Every CPP exists because it controls a CQA. Every CQA exists because it links to a clinical risk. The QbD chain — process parameter → quality attribute → product safety/efficacy — is the regulator's framework. It is also the framework most companies maintain in disconnected Excel spreadsheets.

Seal makes the chain structural. Click any CQA — purity, potency, aggregate level, host cell protein, residual DNA, glycan profile. See every CPP linked to it across every unit operation. See the design-space evidence that established the link. See the validation evidence that proved it. See the post-launch CPV data that monitors it.

When a process change is proposed, the cascade computes which CQAs are potentially affected, which validation evidence may need refresh, which comparability studies are required. When a CQA result trends, the system surfaces the CPPs that historically drove similar shifts. When the CMC submission needs to justify a specification, the rationale renders from the linked design space and validation evidence — not assembled from documents.

Multi-site comparability without multi-effort

A successful biologic ends up running in multiple places. Sponsor's clinical site for early material, commercial site for launch, second site for capacity, CMO for surge. Every additional site multiplies the comparability burden. Or it would, if comparability were a document.

In Seal, comparability is structural. Each site runs the recipe as a versioned instance with explicit deltas from the master recipe graph.
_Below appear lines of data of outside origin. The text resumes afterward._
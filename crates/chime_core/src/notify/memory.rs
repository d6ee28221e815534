//! In-process notification sink.
//!
//! Keeps the pending set in a map keyed by occurrence identifier, mirroring
//! what a platform notification scheduler holds. Useful for embedders that
//! deliver notifications themselves and for tests.

use super::{NotificationSink, ScheduledNotification, SinkError};
use crate::schedule::identifier::OccurrenceId;
use std::collections::BTreeMap;
use std::sync::{Mutex, MutexGuard, PoisonError};

#[derive(Debug, Default)]
pub struct InMemorySink {
    pending: Mutex<BTreeMap<OccurrenceId, ScheduledNotification>>,
}

impl InMemorySink {
    pub fn new() -> Self {
        Self::default()
    }

    /// Pending notifications ordered by identifier.
    pub fn pending(&self) -> Vec<ScheduledNotification> {
        self.state().values().cloned().collect()
    }

    pub fn get(&self, id: OccurrenceId) -> Option<ScheduledNotification> {
        self.state().get(&id).cloned()
    }

    pub fn is_scheduled(&self, id: OccurrenceId) -> bool {
        self.state().contains_key(&id)
    }

    pub fn len(&self) -> usize {
        self.state().len()
    }

    pub fn is_empty(&self) -> bool {
        self.state().is_empty()
    }

    // Map updates are single inserts/removes, so a poisoned lock still holds
    // a consistent map.
    fn state(&self) -> MutexGuard<'_, BTreeMap<OccurrenceId, ScheduledNotification>> {
        self.pending.lock().unwrap_or_else(PoisonError::into_inner)
    }
}

impl NotificationSink for InMemorySink {
    fn schedule(&self, notification: &ScheduledNotification) -> Result<(), SinkError> {
        self.state().insert(notification.id, notification.clone());
        Ok(())
    }

    fn cancel(&self, id: OccurrenceId) -> Result<(), SinkError> {
        self.state().remove(&id);
        Ok(())
    }
}
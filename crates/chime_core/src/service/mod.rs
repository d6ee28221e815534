//! Use-case services.
//!
//! # Responsibility
//! - Orchestrate store writes and scheduler reconciliation.
//! - Keep the CLI and other front ends decoupled from storage details.

pub mod reminder_service;
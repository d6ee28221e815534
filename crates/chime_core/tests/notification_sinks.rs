mod common;

use chime_core::db::open_db_in_memory;
use chime_core::{
    FireTime, InMemorySink, NotificationSink, ScheduledNotification, SqliteNotificationSink,
};
use chrono::{DateTime, Timelike, Utc};
use chrono_tz::America::Chicago;
use chrono_tz::Asia::Kolkata;
use chrono_tz::Tz;
use common::{local, utc};

fn notification(id: i64, title: &str, first_fire: DateTime<Tz>) -> ScheduledNotification {
    ScheduledNotification {
        id,
        title: title.to_string(),
        body: "body".to_string(),
        daily_at: FireTime {
            hour: first_fire.hour(),
            minute: first_fire.minute(),
        },
        first_fire,
        repeat_daily: true,
    }
}

#[test]
fn sqlite_sink_round_trips_pending_notifications() {
    let conn = open_db_in_memory().unwrap();
    let sink = SqliteNotificationSink::new(&conn);
    let chicago = notification(700, "Walk", local(&Chicago, 2024, 1, 1, 22, 30));
    let kolkata = notification(701, "Tea", local(&Kolkata, 2024, 1, 2, 16, 45));

    sink.schedule(&kolkata).unwrap();
    sink.schedule(&chicago).unwrap();

    assert_eq!(sink.pending().unwrap(), vec![chicago.clone(), kolkata]);
    assert_eq!(sink.get(700).unwrap(), Some(chicago));
}

#[test]
fn sqlite_sink_schedule_replaces_existing_identifier() {
    let conn = open_db_in_memory().unwrap();
    let sink = SqliteNotificationSink::new(&conn);
    sink.schedule(&notification(5, "Old", local(&Chicago, 2024, 1, 1, 8, 0)))
        .unwrap();

    let replacement = notification(5, "New", local(&Chicago, 2024, 1, 1, 9, 15));
    sink.schedule(&replacement).unwrap();

    assert_eq!(sink.pending().unwrap(), vec![replacement]);
}

#[test]
fn sqlite_sink_cancel_of_absent_identifier_is_noop() {
    let conn = open_db_in_memory().unwrap();
    let sink = SqliteNotificationSink::new(&conn);
    sink.schedule(&notification(1, "Keep", local(&Chicago, 2024, 1, 1, 8, 0)))
        .unwrap();

    sink.cancel(2).unwrap();
    sink.cancel(2).unwrap();

    assert_eq!(sink.pending().unwrap().len(), 1);
    sink.cancel(1).unwrap();
    assert!(sink.pending().unwrap().is_empty());
}

#[test]
fn sqlite_sink_preserves_instant_across_timezones() {
    let conn = open_db_in_memory().unwrap();
    let sink = SqliteNotificationSink::new(&conn);
    let fire = local(&Kolkata, 2024, 3, 1, 6, 30);

    sink.schedule(&notification(9, "Yoga", fire)).unwrap();

    let loaded = sink.get(9).unwrap().unwrap();
    assert_eq!(loaded.first_fire.timezone(), Kolkata);
    assert_eq!(loaded.first_fire.with_timezone(&Utc), utc(2024, 3, 1, 1, 0));
}

#[test]
fn in_memory_sink_is_idempotent() {
    let sink = InMemorySink::new();
    let first = notification(3, "A", local(&Chicago, 2024, 1, 1, 8, 0));
    let second = notification(3, "B", local(&Chicago, 2024, 1, 1, 9, 0));

    sink.schedule(&first).unwrap();
    sink.schedule(&second).unwrap();
    sink.cancel(4).unwrap();

    assert_eq!(sink.len(), 1);
    assert_eq!(sink.get(3), Some(second));

    sink.cancel(3).unwrap();
    sink.cancel(3).unwrap();
    assert!(sink.is_empty());
    assert!(!sink.is_scheduled(3));
}
//! SQLite storage bootstrap for reminders and pending notifications.
//!
//! # Responsibility
//! - Open and configure SQLite connections for Chime core.
//! - Apply schema migrations before any reminder row is touched.
//!
//! # Invariants
//! - Schema version is tracked via `PRAGMA user_version`.
//! - A database written by a newer binary is refused, never downgraded.

use std::error::Error;
use std::fmt::{Display, Formatter};

pub mod migrations;
mod open;

pub use open::{open_db, open_db_in_memory};

pub type DbResult<T> = Result<T, DbError>;

#[derive(Debug)]
pub enum DbError {
    Sqlite(rusqlite::Error),
    /// Parent directory of the database file could not be created.
    Io(std::io::Error),
    UnsupportedSchemaVersion {
        db_version: u32,
        latest_supported: u32,
    },
}

impl Display for DbError {
    fn fmt(&self, f: &mut Formatter<'_>) -> std::fmt::Result {
        match self {
            Self::Sqlite(err) => write!(f, "{err}"),
            Self::Io(err) => write!(f, "database path error: {err}"),
            Self::UnsupportedSchemaVersion {
                db_version,
                latest_supported,
            } => write!(
                f,
                "database schema version {db_version} is newer than supported {latest_supported}"
            ),
        }
    }
}

impl Error for DbError {
    fn source(&self) -> Option<&(dyn Error + 'static)> {
        match self {
            Self::Sqlite(err) => Some(err),
            Self::Io(err) => Some(err),
            Self::UnsupportedSchemaVersion { .. } => None,
        }
    }
}

impl From<rusqlite::Error> for DbError {
    fn from(value: rusqlite::Error) -> Self {
        Self::Sqlite(value)
    }
}

impl From<std::io::Error> for DbError {
    fn from(value: std::io::Error) -> Self {
        Self::Io(value)
    }
}
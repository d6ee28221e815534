//! SQLite-backed notification sink.
//!
//! # Responsibility
//! - Persist the pending occurrence set in `scheduled_notifications` so a
//!   delivery daemon (or the CLI) can read it across processes.
//!
//! # Invariants
//! - One row per occurrence identifier; scheduling upserts.
//! - `first_fire_at` is epoch milliseconds; `timezone` is the IANA name the
//!   instant was resolved in.

use super::{NotificationSink, ScheduledNotification, SinkError};
use crate::schedule::identifier::OccurrenceId;
use crate::schedule::resolver::FireTime;
use chrono::TimeZone;
use chrono_tz::Tz;
use rusqlite::{params, Connection, Row};

const PENDING_SELECT_SQL: &str = "SELECT
    id,
    title,
    body,
    first_fire_at,
    timezone,
    fire_hour,
    fire_minute,
    repeat_daily
FROM scheduled_notifications";

pub struct SqliteNotificationSink<'conn> {
    conn: &'conn Connection,
}

impl<'conn> SqliteNotificationSink<'conn> {
    pub fn new(conn: &'conn Connection) -> Self {
        Self { conn }
    }

    /// Pending notifications ordered by identifier.
    pub fn pending(&self) -> Result<Vec<ScheduledNotification>, SinkError> {
        let mut stmt = self
            .conn
            .prepare(&format!("{PENDING_SELECT_SQL} ORDER BY id ASC;"))?;
        let mut rows = stmt.query([])?;
        let mut pending = Vec::new();
        while let Some(row) = rows.next()? {
            pending.push(parse_notification_row(row)?);
        }
        Ok(pending)
    }

    pub fn get(&self, id: OccurrenceId) -> Result<Option<ScheduledNotification>, SinkError> {
        let mut stmt = self
            .conn
            .prepare(&format!("{PENDING_SELECT_SQL} WHERE id = ?1;"))?;
        let mut rows = stmt.query([id])?;
        match rows.next()? {
            Some(row) => Ok(Some(parse_notification_row(row)?)),
            None => Ok(None),
        }
    }
}

impl NotificationSink for SqliteNotificationSink<'_> {
    fn schedule(&self, notification: &ScheduledNotification) -> Result<(), SinkError> {
        self.conn.execute(
            "INSERT INTO scheduled_notifications (
                id,
                title,
                body,
                first_fire_at,
                timezone,
                fire_hour,
                fire_minute,
                repeat_daily
            ) VALUES (?1, ?2, ?3, ?4, ?5, ?6, ?7, ?8)
            ON CONFLICT(id) DO UPDATE SET
                title = excluded.title,
                body = excluded.body,
                first_fire_at = excluded.first_fire_at,
                timezone = excluded.timezone,
                fire_hour = excluded.fire_hour,
                fire_minute = excluded.fire_minute,
                repeat_daily = excluded.repeat_daily,
                scheduled_at = (strftime('%s', 'now') * 1000);",
            params![
                notification.id,
                notification.title.as_str(),
                notification.body.as_str(),
                notification.first_fire.timestamp_millis(),
                notification.first_fire.timezone().name(),
                notification.daily_at.hour,
                notification.daily_at.minute,
                notification.repeat_daily,
            ],
        )?;
        Ok(())
    }

    fn cancel(&self, id: OccurrenceId) -> Result<(), SinkError> {
        self.conn
            .execute("DELETE FROM scheduled_notifications WHERE id = ?1;", [id])?;
        Ok(())
    }
}

fn parse_notification_row(row: &Row<'_>) -> Result<ScheduledNotification, SinkError> {
    let id: OccurrenceId = row.get("id")?;

    let tz_name: String = row.get("timezone")?;
    let tz: Tz = tz_name.parse().map_err(|err| {
        SinkError::InvalidData(format!(
            "unknown timezone `{tz_name}` for notification {id}: {err}"
        ))
    })?;

    let fire_at_ms: i64 = row.get("first_fire_at")?;
    let first_fire = tz.timestamp_millis_opt(fire_at_ms).single().ok_or_else(|| {
        SinkError::InvalidData(format!(
            "invalid first_fire_at `{fire_at_ms}` for notification {id}"
        ))
    })?;

    Ok(ScheduledNotification {
        id,
        title: row.get("title")?,
        body: row.get("body")?,
        first_fire,
        daily_at: FireTime {
            hour: row.get("fire_hour")?,
            minute: row.get("fire_minute")?,
        },
        repeat_daily: row.get("repeat_daily")?,
    })
}
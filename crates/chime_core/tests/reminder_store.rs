use chime_core::db::open_db_in_memory;
use chime_core::{Reminder, ReminderStore, ReminderValidationError, SqliteReminderStore, StoreError};

#[test]
fn insert_assigns_id_and_round_trips_offsets_exactly() {
    let conn = open_db_in_memory().unwrap();
    let store = SqliteReminderStore::new(&conn);
    let times = vec![22.5, 7.1 + 0.2, 0.0, 7.3, 23.999];

    let id = store
        .insert(&Reminder::new("Meds", "Take with water", times.clone()))
        .unwrap();

    let loaded = store.get(id).unwrap().unwrap();
    assert_eq!(loaded.id, Some(id));
    assert_eq!(loaded.title, "Meds");
    assert_eq!(loaded.body, "Take with water");
    assert_eq!(loaded.times, times);
    assert_eq!(
        loaded.times.iter().map(|t| t.to_bits()).collect::<Vec<_>>(),
        times.iter().map(|t| t.to_bits()).collect::<Vec<_>>()
    );
}

#[test]
fn insert_rejects_already_persisted_reminder() {
    let conn = open_db_in_memory().unwrap();
    let store = SqliteReminderStore::new(&conn);

    let err = store
        .insert(&Reminder::new("Meds", "", vec![9.0]).with_id(4))
        .unwrap_err();

    assert!(matches!(err, StoreError::IdentityAlreadyAssigned(4)));
}

#[test]
fn insert_validates_before_writing() {
    let conn = open_db_in_memory().unwrap();
    let store = SqliteReminderStore::new(&conn);

    let err = store
        .insert(&Reminder::new(" ", "", vec![9.0]))
        .unwrap_err();
    assert!(matches!(
        err,
        StoreError::Validation(ReminderValidationError::EmptyTitle)
    ));

    let err = store
        .insert(&Reminder::new("Late", "", vec![24.5]))
        .unwrap_err();
    assert!(matches!(
        err,
        StoreError::Validation(ReminderValidationError::InvalidOffset { slot: 0, .. })
    ));

    assert!(store.list_all().unwrap().is_empty());
}

#[test]
fn update_replaces_fields_and_keeps_id() {
    let conn = open_db_in_memory().unwrap();
    let store = SqliteReminderStore::new(&conn);
    let id = store
        .insert(&Reminder::new("Walk", "", vec![8.0, 18.0]))
        .unwrap();

    let updated = Reminder::new("Evening walk", "Leash!", vec![19.5]).with_id(id);
    store.update(&updated).unwrap();

    assert_eq!(store.get(id).unwrap().unwrap(), updated);
}

#[test]
fn update_unknown_or_unsaved_reminder_fails() {
    let conn = open_db_in_memory().unwrap();
    let store = SqliteReminderStore::new(&conn);

    let err = store
        .update(&Reminder::new("Ghost", "", vec![]).with_id(99))
        .unwrap_err();
    assert!(matches!(err, StoreError::NotFound(99)));

    let err = store
        .update(&Reminder::new("Unsaved", "", vec![]))
        .unwrap_err();
    assert!(matches!(err, StoreError::MissingIdentity));
}

#[test]
fn remove_deletes_row_and_reports_missing_ids() {
    let conn = open_db_in_memory().unwrap();
    let store = SqliteReminderStore::new(&conn);
    let id = store.insert(&Reminder::new("Read", "", vec![21.0])).unwrap();

    store.remove(id).unwrap();

    assert!(store.get(id).unwrap().is_none());
    assert!(matches!(store.remove(id).unwrap_err(), StoreError::NotFound(missing) if missing == id));
}

#[test]
fn removed_ids_are_never_reassigned() {
    let conn = open_db_in_memory().unwrap();
    let store = SqliteReminderStore::new(&conn);
    let first = store.insert(&Reminder::new("One", "", vec![])).unwrap();
    let second = store.insert(&Reminder::new("Two", "", vec![])).unwrap();
    store.remove(second).unwrap();

    let third = store.insert(&Reminder::new("Three", "", vec![])).unwrap();

    assert!(third > second);
    assert!(second > first);
}

#[test]
fn list_all_is_ordered_by_id_and_preserves_offset_order() {
    let conn = open_db_in_memory().unwrap();
    let store = SqliteReminderStore::new(&conn);
    let a = store
        .insert(&Reminder::new("A", "", vec![20.0, 8.0, 8.0]))
        .unwrap();
    let b = store.insert(&Reminder::new("B", "", vec![])).unwrap();

    let all = store.list_all().unwrap();

    assert_eq!(
        all.iter().map(|r| r.id.unwrap()).collect::<Vec<_>>(),
        vec![a, b]
    );
    assert_eq!(all[0].times, vec![20.0, 8.0, 8.0]);
    assert!(all[1].times.is_empty());
}

#[test]
fn corrupted_rows_are_rejected_on_read() {
    let conn = open_db_in_memory().unwrap();
    let store = SqliteReminderStore::new(&conn);
    conn.execute(
        "INSERT INTO reminders (id, title, body, times_json) VALUES (5, 'Bad', '', '[8.0, 30.0]');",
        [],
    )
    .unwrap();
    conn.execute(
        "INSERT INTO reminders (id, title, body, times_json) VALUES (6, 'Worse', '', 'not json');",
        [],
    )
    .unwrap();

    assert!(matches!(
        store.get(5).unwrap_err(),
        StoreError::InvalidData(_)
    ));
    assert!(matches!(
        store.get(6).unwrap_err(),
        StoreError::InvalidData(_)
    ));
    assert!(matches!(
        store.list_all().unwrap_err(),
        StoreError::InvalidData(_)
    ));
}
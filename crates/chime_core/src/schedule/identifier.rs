//! Occurrence identifier allocation.
//!
//! Every reminder owns the identifier range
//! `[id * SLOT_CAPACITY, id * SLOT_CAPACITY + SLOT_CAPACITY)`; slot `n` of the
//! reminder maps to `id * SLOT_CAPACITY + n`. Ranges of distinct non-negative
//! ids are disjoint, so identifiers never collide across reminders.
//!
//! `SLOT_CAPACITY` is a protocol constant. Changing it while notifications are
//! already scheduled remaps every identifier and orphans the old ones.

use crate::model::reminder::ReminderId;
use std::ops::Range;

/// Identifier space reserved per reminder.
pub const SLOT_CAPACITY: u32 = 100;

/// Sink-facing identifier of one recurring daily occurrence.
pub type OccurrenceId = i64;

/// Maps `(reminder_id, slot)` to its occurrence identifier.
///
/// Returns `None` for negative ids, `slot >= SLOT_CAPACITY`, or when the
/// multiplication would overflow.
pub fn identifier(reminder_id: ReminderId, slot: u32) -> Option<OccurrenceId> {
    if reminder_id < 0 || slot >= SLOT_CAPACITY {
        return None;
    }
    reminder_id
        .checked_mul(i64::from(SLOT_CAPACITY))?
        .checked_add(i64::from(slot))
}

/// Splits an occurrence identifier back into `(reminder_id, slot)`.
pub fn decompose(occurrence: OccurrenceId) -> (ReminderId, u32) {
    let capacity = i64::from(SLOT_CAPACITY);
    // rem_euclid is always in [0, capacity), so the narrowing is lossless.
    (
        occurrence.div_euclid(capacity),
        occurrence.rem_euclid(capacity) as u32,
    )
}

/// Full identifier range owned by `reminder_id`.
pub fn identifier_range(reminder_id: ReminderId) -> Option<Range<OccurrenceId>> {
    let start = identifier(reminder_id, 0)?;
    let end = start.checked_add(i64::from(SLOT_CAPACITY))?;
    Some(start..end)
}

#[cfg(test)]
mod tests {
    use super::{decompose, identifier, identifier_range, SLOT_CAPACITY};

    #[test]
    fn identifier_packs_id_and_slot() {
        assert_eq!(identifier(0, 0), Some(0));
        assert_eq!(identifier(7, 3), Some(7 * i64::from(SLOT_CAPACITY) + 3));
    }

    #[test]
    fn identifier_rejects_out_of_range_inputs() {
        assert_eq!(identifier(1, SLOT_CAPACITY), None);
        assert_eq!(identifier(-1, 0), None);
        assert_eq!(identifier(i64::MAX, 0), None);
    }

    #[test]
    fn range_covers_every_slot() {
        let range = identifier_range(4).expect("small id has a range");
        assert_eq!(range.start, identifier(4, 0).expect("slot 0"));
        assert_eq!(
            range.end - 1,
            identifier(4, SLOT_CAPACITY - 1).expect("last slot")
        );
        assert_eq!(decompose(range.end), (5, 0));
    }
}
//! Reminder store contract and SQLite implementation.
//!
//! # Invariants
//! - The store is the only place ids are assigned; ids are never reused.
//! - `times` round-trips with order and exact float values preserved.
//! - `list_all` is ordered by id ascending.

use crate::db::DbError;
use crate::model::reminder::{Reminder, ReminderId, ReminderValidationError};
use rusqlite::{params, Connection, Row};
use std::error::Error;
use std::fmt::{Display, Formatter};

const REMINDER_SELECT_SQL: &str = "SELECT
    id,
    title,
    body,
    times_json
FROM reminders";

pub type StoreResult<T> = Result<T, StoreError>;

#[derive(Debug)]
pub enum StoreError {
    Validation(ReminderValidationError),
    Db(DbError),
    NotFound(ReminderId),
    /// Update called on a reminder that was never persisted.
    MissingIdentity,
    /// Insert called on a reminder that already has an id.
    IdentityAlreadyAssigned(ReminderId),
    InvalidData(String),
}

impl Display for StoreError {
    fn fmt(&self, f: &mut Formatter<'_>) -> std::fmt::Result {
        match self {
            Self::Validation(err) => write!(f, "{err}"),
            Self::Db(err) => write!(f, "{err}"),
            Self::NotFound(id) => write!(f, "reminder not found: {id}"),
            Self::MissingIdentity => write!(f, "reminder has no assigned id"),
            Self::IdentityAlreadyAssigned(id) => {
                write!(f, "reminder already persisted with id {id}")
            }
            Self::InvalidData(message) => write!(f, "invalid persisted reminder data: {message}"),
        }
    }
}

impl Error for StoreError {
    fn source(&self) -> Option<&(dyn Error + 'static)> {
        match self {
            Self::Validation(err) => Some(err),
            Self::Db(err) => Some(err),
            Self::NotFound(_)
            | Self::MissingIdentity
            | Self::IdentityAlreadyAssigned(_)
            | Self::InvalidData(_) => None,
        }
    }
}

impl From<ReminderValidationError> for StoreError {
    fn from(value: ReminderValidationError) -> Self {
        Self::Validation(value)
    }
}

impl From<DbError> for StoreError {
    fn from(value: DbError) -> Self {
        Self::Db(value)
    }
}

impl From<rusqlite::Error> for StoreError {
    fn from(value: rusqlite::Error) -> Self {
        Self::Db(DbError::Sqlite(value))
    }
}

/// Durable record of reminders; owns identity.
pub trait ReminderStore {
    /// Persists a new reminder and returns its assigned id.
    fn insert(&self, reminder: &Reminder) -> StoreResult<ReminderId>;
    /// Replaces title, body and offsets of an existing reminder.
    fn update(&self, reminder: &Reminder) -> StoreResult<()>;
    fn remove(&self, id: ReminderId) -> StoreResult<()>;
    fn get(&self, id: ReminderId) -> StoreResult<Option<Reminder>>;
    fn list_all(&self) -> StoreResult<Vec<Reminder>>;
}

impl<R: ReminderStore + ?Sized> ReminderStore for &R {
    fn insert(&self, reminder: &Reminder) -> StoreResult<ReminderId> {
        (**self).insert(reminder)
    }

    fn update(&self, reminder: &Reminder) -> StoreResult<()> {
        (**self).update(reminder)
    }

    fn remove(&self, id: ReminderId) -> StoreResult<()> {
        (**self).remove(id)
    }

    fn get(&self, id: ReminderId) -> StoreResult<Option<Reminder>> {
        (**self).get(id)
    }

    fn list_all(&self) -> StoreResult<Vec<Reminder>> {
        (**self).list_all()
    }
}

/// SQLite-backed reminder store.
pub struct SqliteReminderStore<'conn> {
    conn: &'conn Connection,
}

impl<'conn> SqliteReminderStore<'conn> {
    pub fn new(conn: &'conn Connection) -> Self {
        Self { conn }
    }
}

impl ReminderStore for SqliteReminderStore<'_> {
    fn insert(&self, reminder: &Reminder) -> StoreResult<ReminderId> {
        if let Some(id) = reminder.id {
            return Err(StoreError::IdentityAlreadyAssigned(id));
        }
        reminder.validate()?;

        self.conn.execute(
            "INSERT INTO reminders (title, body, times_json) VALUES (?1, ?2, ?3);",
            params![
                reminder.title.as_str(),
                reminder.body.as_str(),
                encode_times(&reminder.times)?,
            ],
        )?;

        Ok(self.conn.last_insert_rowid())
    }

    fn update(&self, reminder: &Reminder) -> StoreResult<()> {
        let id = reminder.id.ok_or(StoreError::MissingIdentity)?;
        reminder.validate()?;

        let changed = self.conn.execute(
            "UPDATE reminders
             SET
                title = ?1,
                body = ?2,
                times_json = ?3,
                updated_at = (strftime('%s', 'now') * 1000)
             WHERE id = ?4;",
            params![
                reminder.title.as_str(),
                reminder.body.as_str(),
                encode_times(&reminder.times)?,
                id,
            ],
        )?;

        if changed == 0 {
            return Err(StoreError::NotFound(id));
        }

        Ok(())
    }

    fn remove(&self, id: ReminderId) -> StoreResult<()> {
        let changed = self
            .conn
            .execute("DELETE FROM reminders WHERE id = ?1;", [id])?;

        if changed == 0 {
            return Err(StoreError::NotFound(id));
        }

        Ok(())
    }

    fn get(&self, id: ReminderId) -> StoreResult<Option<Reminder>> {
        let mut stmt = self
            .conn
            .prepare(&format!("{REMINDER_SELECT_SQL} WHERE id = ?1;"))?;

        let mut rows = stmt.query([id])?;
        if let Some(row) = rows.next()? {
            return Ok(Some(parse_reminder_row(row)?));
        }

        Ok(None)
    }

    fn list_all(&self) -> StoreResult<Vec<Reminder>> {
        let mut stmt = self
            .conn
            .prepare(&format!("{REMINDER_SELECT_SQL} ORDER BY id ASC;"))?;
        let mut rows = stmt.query([])?;
        let mut reminders = Vec::new();

        while let Some(row) = rows.next()? {
            reminders.push(parse_reminder_row(row)?);
        }

        Ok(reminders)
    }
}

fn parse_reminder_row(row: &Row<'_>) -> StoreResult<Reminder> {
    let id: ReminderId = row.get("id")?;
    let times_json: String = row.get("times_json")?;
    let times = serde_json::from_str::<Vec<f64>>(&times_json).map_err(|err| {
        StoreError::InvalidData(format!(
            "invalid times_json `{times_json}` for reminder {id}: {err}"
        ))
    })?;

    let reminder = Reminder {
        id: Some(id),
        title: row.get("title")?,
        body: row.get("body")?,
        times,
    };
    reminder.validate().map_err(|err| {
        StoreError::InvalidData(format!("reminder {id} fails validation: {err}"))
    })?;
    Ok(reminder)
}

fn encode_times(times: &[f64]) -> StoreResult<String> {
    serde_json::to_string(times)
        .map_err(|err| StoreError::InvalidData(format!("cannot encode time offsets: {err}")))
}
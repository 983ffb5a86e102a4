//! Editable CSV representation of object modification records.
//!
//! Each row holds one modification:
//!
//! ```text
//! Source,OriginalID,NewID,FieldID,Type,Value,Level,DataPointer
//! Original,hfoo,(base),uhpm,int,450,0,0
//! Custom,hfoo,h000,unam,string,"Footman, Elite",0,0
//! ```
//!
//! The reader is lenient. Quoted fields may span several lines, and
//! rows which lack a source or type are skipped rather than rejected.
//! The writer only quotes fields where needed and replaces newlines in
//! values with a literal `\n`, which the reader leaves as is.

#![deny(rust_2018_idioms, rustdoc::broken_intra_doc_links)]
#![forbid(unsafe_code)]

use std::{
    fs,
    io::{self, BufWriter, Write},
    path::Path,
};

use thiserror::Error;
use w3obj_modfile::RecordStore;

mod reader;
pub use reader::*;

mod writer;
pub use writer::*;

/// The columns every CSV file has.
pub const BASE_COLUMNS: [&str; 6] = ["Source", "OriginalID", "NewID", "FieldID", "Type", "Value"];

/// The extra columns for stores with [`Schema::FULL`][w3obj_modfile::Schema::FULL].
pub const LEVEL_COLUMNS: [&str; 2] = ["Level", "DataPointer"];

/// Errors that may occur when reading or writing CSV files.
#[derive(Debug, Error)]
pub enum CsvError {
    /// An I/O operation on the underlying file failed.
    #[error("{0}")]
    Io(#[from] io::Error),
}

/// Reads the CSV file at `path` into a new store.
///
/// Invalid UTF-8 sequences are replaced rather than rejected.
pub fn read_path<P: AsRef<Path>>(path: P) -> Result<RecordStore, CsvError> {
    let data = fs::read(path)?;
    Ok(decode(&String::from_utf8_lossy(&data)))
}

/// Writes all records of `store` as a CSV file to `path`.
pub fn write_path<P: AsRef<Path>>(
    store: &RecordStore,
    path: P,
    options: EncodeOptions,
) -> Result<(), CsvError> {
    let mut writer = BufWriter::new(fs::File::create(path)?);
    write(store, &mut writer, options)?;
    writer.flush()?;

    Ok(())
}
Comparability evidence — release testing, characterization, stability — links to the recipe versions it bridges. When you add a site, you inherit the master recipe, declare your site-specific deltas, and run comparability batches. The comparability dossier renders from the linked evidence. When the master recipe iterates, every site sees the change request and resolves whether to inherit or branch.

When inspectors compare what's in the BLA to what's running on the floor at any site, the answer matches by construction.

MSAT Changeset
Fig. 7 — MSAT Changeset

CMC submission from the live process

The Module 3 sections describing your manufacturing process — 3.2.S.2.2 (description of manufacturing process and process controls), 3.2.S.2.4 (controls of critical steps and intermediates), 3.2.S.2.5 (process validation and/or evaluation), 3.2.P.3.3 (description of manufacturing process and process controls for drug product) — are the most labor-intensive narrative sections of the dossier. They are also the sections most likely to drift from reality between filings.

In Seal, these sections render from the live recipe graph. Unit operations become process descriptions. CPP ranges become control parameter tables. Raw material specifications become control of materials sections. Validation evidence becomes the process validation summary. The narrative is generated from the structure, not assembled from archives.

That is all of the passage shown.